Kieschnick’s report includes remarks on 9/11 controversy

ST. LOUIS — LCMS President Gerald Kieschnick told the Synod’s 62nd Regular Convention today (July 11) that if it disagrees with a 2001 convention resolution upon which he said he based approval for a district president’s decision to participate in the post-9/11 “A Prayer for America” in New York’s Yankee Stadium, it should change it.

 

Atlantic District President David Benke offered a prayer during that event, which led to charges against him for unscriptural worship with non-Christians, sin against the First and Second Commandments, public defense of false doctrine and violation of the Synod’s Constitution and Bylaws.

 

The Synod’s third vice president, Dr.
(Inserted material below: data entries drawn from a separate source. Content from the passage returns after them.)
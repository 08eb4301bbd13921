// ============================================================================
// TRAVERSAL CONSTANTS
// ============================================================================

/// Maximum nesting depth a traversal descends before giving up, guarding the stack
pub const DEFAULT_MAX_DEPTH: usize = 256;

/// Environment variable overriding the maximum depth
pub const MAX_DEPTH_ENV_VAR: &str = "SYB_MAX_DEPTH";

/// Values of [`MAX_DEPTH_ENV_VAR`] that disable the depth limit
pub const UNBOUNDED_DEPTH_VALUES: [&str; 2] = ["none", "unbounded"];
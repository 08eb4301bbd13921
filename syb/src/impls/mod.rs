//! `Data` implementations for std types
//!
//! Which shape each type declares encodes the classification precedence: `Option` and
//! `Result` are sums even though they are iterable, text types are scalars even though they
//! are sequences of characters, and map keys are never handed out because they cannot be
//! mutated in place.

mod container;
mod record;
mod scalar;
mod sum;
//! Per-alternative decisions for the sums a traversal meets
//!
//! For a target `M` and a sum `S`, each alternative of `S` is either the target itself, empty,
//! or something to descend into. The table depends only on the two types, so it is built the
//! first time `S` is met and reused for every later value of `S`, across runs of the same
//! traversal.

use std::any::{Any, TypeId, type_name};
use std::collections::HashMap;

use tracing::trace;

use crate::data::{Data, Payload};

/// What to do when an alternative is active
#[derive(Debug, Clone, Copy, PartialEq, Eq)]
pub(crate) enum Role {
    /// The payload is exactly the target - apply the transform to it
    Target,
    /// Nothing to read - never matched, never recursed into
    Empty,
    /// Recurse into the payload
    Descend,
}

impl Role {
    fn for_payload<M: Any>(payload: &Payload) -> Self {
        if payload.is_empty() {
            Self::Empty
        } else if payload.is_type::<M>() {
            Self::Target
        } else {
            Self::Descend
        }
    }
}

/// Role tables keyed by sum type, for one target type
#[derive(Debug, Default)]
pub(crate) struct SumRoles {
    tables: HashMap<TypeId, Vec<Role>>,
}

impl SumRoles {
    /// Role of alternative `active` of sum `S` when searching for `M`
    pub(crate) fn role<S: Data, M: Any>(&mut self, active: usize) -> Role {
        self.tables
            .entry(TypeId::of::<S>())
            .or_insert_with(Self::build::<S, M>)
            .get(active)
            .copied()
            .unwrap_or(Role::Descend)
    }

    /// Number of sum types seen so far
    pub(crate) fn len(&self) -> usize { self.tables.len() }

    fn build<S: Data, M: Any>() -> Vec<Role> {
        let roles: Vec<Role> = S::alternatives()
            .iter()
            .map(|alternative| Role::for_payload::<M>(&alternative.payload))
            .collect();

        trace!(
            sum = type_name::<S>(),
            target = type_name::<M>(),
            ?roles,
            "built sum role table"
        );

        roles
    }
}
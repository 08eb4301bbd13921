use std::ffi::OsString;
use std::marker::PhantomData;
use std::num::{
    NonZeroI8, NonZeroI16, NonZeroI32, NonZeroI64, NonZeroI128, NonZeroIsize, NonZeroU8,
    NonZeroU16, NonZeroU32, NonZeroU64, NonZeroU128, NonZeroUsize,
};
use std::path::PathBuf;
use std::time::Duration;

use crate::data::Data;
use crate::shape::Shape;

macro_rules! impl_scalar {
    ($($ty:ty),* $(,)?) => {
        $(
            impl Data for $ty {
                const SHAPE: Shape = Shape::Scalar;
            }
        )*
    };
}

impl_scalar!(
    bool, char, (),
    i8, i16, i32, i64, i128, isize,
    u8, u16, u32, u64, u128, usize,
    f32, f64,
    NonZeroI8, NonZeroI16, NonZeroI32, NonZeroI64, NonZeroI128, NonZeroIsize,
    NonZeroU8, NonZeroU16, NonZeroU32, NonZeroU64, NonZeroU128, NonZeroUsize,
    String, &'static str, Box<str>,
    PathBuf, OsString,
    Duration,
);

impl<T: ?Sized + 'static> Data for PhantomData<T> {
    const SHAPE: Shape = Shape::Scalar;
}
Wallace Schulz, suspended Benke in response to the charges.  But a dispute-resolution panel later lifted Benke’s suspension.

 

In what was actually the third part of his convention report, Kieschnick told the audience in the convention center today that if the 2004 convention does not agree with the 2001 convention resolution “or with my interpretation of it, then this convention has the responsibility to express the position of the Synod in a different way.”

 

Kieschnick noted that he said in January 2002 that he believes Benke’s prayer at the 2001 event “should have been a stronger articulation of the truth of Holy Scripture regarding the absolute necessity of faith in Jesus Christ as the only way to eternal life.”

 

After referring to an apology and request for forgiveness Benke wrote at that time, Kieschnick drew applause when he assured Benke again “of the forgiveness you have requested, by the grace of God, through Jesus Christ our Lord.”

 

Early in his report, Kieschnick referred to difficulties facing Saxon immigrants who formed the Synod in 1847.  “The rest is a 157-year saga of challenges faced and difficulties overcome,” Kieschnick said.

 

“As we meet …, we too, are facing our own challenges and difficulties.  Yet, our history has proven that we can, as a church under God’s grace, endure challenges and overcome difficulties,” Kieschnick said.  He added that his report would focus “on the reality of such a past, the tenacity required for our present, and the vision of a future filled with hope and expectation.”

 

Kieschnick traced the history of controversy in the Synod as well as its strengths.

 

“While we certainly have had, and continue to have, an abundance of difficulties and disagreements,” Kieschnick said, “we are undeniably blessed with God-given unity and harmony in many, many ways.”

 

Part I of Kieschnick’s report appeared in the 2004 Convention Workbook. He gave Part II of the report when convention floor committees met in late May.